Developing new methods for the rapid synthesis of complex spirooxindole skeletons from simple feedstocks is highly desirable in the context of medicinal chemistry and drug discovery. Herein we disclosed an unprecedent and concise construction of spiro[indoline-3,2′-pyrrol]-2-one skeletons from vinyl benzoxazinanones and 3-isothiocyanato oxindoles. This process involves a palladium-catalyzed linear allylic alkylation, followed by a DBU-mediated intramolecular cyclization. The protocol is compatible with a wide range of substrates and affords structurally diverse spiro[indoline-3,2′-pyrrol]-2-ones in moderate to good yields under mild reaction conditions.

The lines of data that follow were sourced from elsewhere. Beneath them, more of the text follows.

use axum::extract::DefaultBodyLimit;
use axum::Router;
use std::sync::Arc;
use tower_http::{limit::RequestBodyLimitLayer, trace::TraceLayer};
use tracing::{info, warn};

pub mod clip;
pub mod config;
pub mod error;
pub mod handlers;
pub mod models;
pub mod routes;
pub mod session;
pub mod streaming_service;

pub use clip::{ClipRequest, ClipResult, ClipService, Encoder, FfmpegEncoder, StoragePolicy, StorageResolver};
pub use config::Config;
pub use error::ReplayHostError;
pub use session::{ActiveSession, MediaReference, SessionError, SessionState};
pub use streaming_service::StreamingService;

#[derive(Clone)]
pub struct AppState {
	pub config: Arc<Config>,
	pub session: Arc<ActiveSession>,
	pub streaming: Arc<StreamingService>,
	pub clips: Arc<ClipService>,
}

impl AppState {
	/// Wire every service from configuration, with `ffmpeg` (or `ENCODER_BIN`) as the encoder
	pub fn build(config: Arc<Config>) -> Self {
		let encoder = Arc::new(FfmpegEncoder::new(config.encoder_bin.clone()));
		let resolver = StorageResolver::for_current_user(config.resolved_app_data_dir());
		Self::with_parts(config, resolver, encoder)
	}

	pub fn with_parts(config: Arc<Config>, resolver: StorageResolver, encoder: Arc<dyn Encoder>) -> Self {
		let policy = StoragePolicy::new(config.clip_storage, config.clip_dir.clone());

		Self {
			streaming: Arc::new(StreamingService::new(&config)),
			session: Arc::new(ActiveSession::new()),
			clips: Arc::new(ClipService::new(resolver, policy, encoder)),
			config,
		}
	}

	/// Load `MEDIA_PATH` and then `CHAT_PATH` (or the media's sibling chat file).
	///
	/// Failures are logged and leave the session in whatever state was reached.
	pub async fn preload(&self) {
		let Some(media_path) = self.config.media_path.as_deref() else {
			return;
		};

		let media = match self.session.load_media(media_path).await {
			Ok(media) => media,
			Err(e) => {
				warn!(error = %e, "could not preload media");
				return;
			}
		};
		info!(url = %media.playback_url(), "media available");

		let Some(chat_path) = self.config.chat_path.clone().or_else(|| media.chat_file.clone()) else {
			return;
		};
		match self.session.load_timeline_file(&chat_path).await {
			Ok(count) => info!(events = count, path = %chat_path.display(), "timeline preloaded"),
			Err(e) => warn!(error = %e, path = %chat_path.display(), "could not preload timeline"),
		}
	}
}

/// The complete HTTP surface with tracing and the upload size limit applied
pub fn router(state: AppState) -> Router {
	let body_limit = state.config.max_payload_bytes();

	Router::new()
		.merge(routes::health::get_health())
		.merge(routes::media::media())
		.merge(routes::timeline::timeline())
		.merge(routes::clips::clips())
		.with_state(state)
		.layer(DefaultBodyLimit::disable())
		.layer(RequestBodyLimitLayer::new(body_limit))
		.layer(TraceLayer::new_for_http())
}
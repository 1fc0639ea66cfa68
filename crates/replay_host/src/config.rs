use crate::clip::StorageOption;
use clap::Parser;
use serde::{Deserialize, Serialize};
use std::path::PathBuf;

/// Folder created under the platform config directory when `APP_DATA_DIR` is unset
pub const APP_DATA_FOLDER: &str = "replay-host";

#[derive(Parser, Clone, Debug, Serialize, Deserialize)]
#[command(author, version, about, long_about = None)]
pub struct Config {
	/// Use JSON formatting for tracing
	#[arg(long, env = "LOG_JSON", default_value = "false")]
	pub log_json: bool,

	/// Log level
	#[arg(long, env = "RUST_LOG")]
	pub rust_log: Option<String>,

	/// Server host
	#[arg(long, env = "HOST", default_value = "127.0.0.1")]
	pub host: String,

	/// Server port
	#[arg(long, env = "PORT", default_value = "8080")]
	pub port: u16,

	/// Streaming Chunk Size
	#[arg(long, env = "BUFFER_SIZE", default_value = "65536")]
	pub chunk_size: usize,

	/// Streaming Max Chunk Size
	#[arg(long, env = "MAX_CHUNKS_IN_FLIGHT", default_value = "5")]
	pub max_chunks: usize,

	/// Largest accepted timeline upload, in megabytes
	#[arg(long, env = "MAX_PAYLOAD_MB", default_value = "64")]
	pub max_payload_mb: usize,

	/// Application data directory (defaults to `<config dir>/replay-host`)
	#[arg(long, env = "APP_DATA_DIR")]
	pub app_data_dir: Option<PathBuf>,

	/// Encoder binary, resolved on PATH unless a path is given
	#[arg(long, env = "ENCODER_BIN", default_value = "ffmpeg")]
	pub encoder_bin: String,

	/// Where exported clips are written
	#[arg(long, env = "CLIP_STORAGE", value_enum, default_value_t = StorageOption::VideosDir)]
	pub clip_storage: StorageOption,

	/// Clip directory used by the custom-dir storage option
	#[arg(long, env = "CLIP_DIR")]
	pub clip_dir: Option<PathBuf>,

	/// Media file loaded at startup
	#[arg(long, env = "MEDIA_PATH")]
	pub media_path: Option<PathBuf>,

	/// Timeline file loaded at startup, after the media
	#[arg(long, env = "CHAT_PATH")]
	pub chat_path: Option<PathBuf>,
}

impl Config {
	pub fn resolved_app_data_dir(&self) -> PathBuf {
		self.app_data_dir
			.clone()
			.or_else(|| dirs::config_dir().map(|dir| dir.join(APP_DATA_FOLDER)))
			.unwrap_or_else(|| PathBuf::from(format!(".{APP_DATA_FOLDER}")))
	}

	pub const fn max_payload_bytes(&self) -> usize {
		self.max_payload_mb.saturating_mul(1024 * 1024)
	}

	pub fn bind_address(&self) -> String {
		format!("{}:{}", self.host, self.port)
	}
}

impl Default for Config {
	fn default() -> Self {
		Self {
			log_json: false,
			rust_log: None,
			host: "127.0.0.1".to_string(),
			port: 8080,
			chunk_size: 65536,
			max_chunks: 5,
			max_payload_mb: 64,
			app_data_dir: None,
			encoder_bin: "ffmpeg".to_string(),
			clip_storage: StorageOption::VideosDir,
			clip_dir: None,
			media_path: None,
			chat_path: None,
		}
	}
}

#[cfg(test)]
mod tests {
	use super::*;

	#[test]
	fn flags_override_defaults() {
		let config = Config::try_parse_from([
			"replay_host",
			"--port",
			"9000",
			"--clip-storage",
			"custom-dir",
			"--clip-dir",
			"/exports",
			"--app-data-dir",
			"/var/lib/replay",
		])
		.unwrap();

		assert_eq!(config.port, 9000);
		assert_eq!(config.clip_storage, StorageOption::CustomDir);
		assert_eq!(config.clip_dir, Some(PathBuf::from("/exports")));
		assert_eq!(config.resolved_app_data_dir(), PathBuf::from("/var/lib/replay"));
	}

	#[test]
	fn payload_limit_is_in_megabytes() {
		let config = Config {
			max_payload_mb: 2,
			..Config::default()
		};
		assert_eq!(config.max_payload_bytes(), 2 * 1024 * 1024);
		assert_eq!(config.bind_address(), "127.0.0.1:8080");
	}
}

Dichloromethane served both as solvent and reactant. Biological investigation revealed that one of the spiro[indoline-3,2′-pyrrol]-2-ones exhibited remarkable cytotoxicity towards SK-LU-1 human lung cancer cells. These spiro[indoline-3,2′-pyrrol]-2-ones not only enrich the library of spirooxindoles but also provide new opportunities for drug discovery.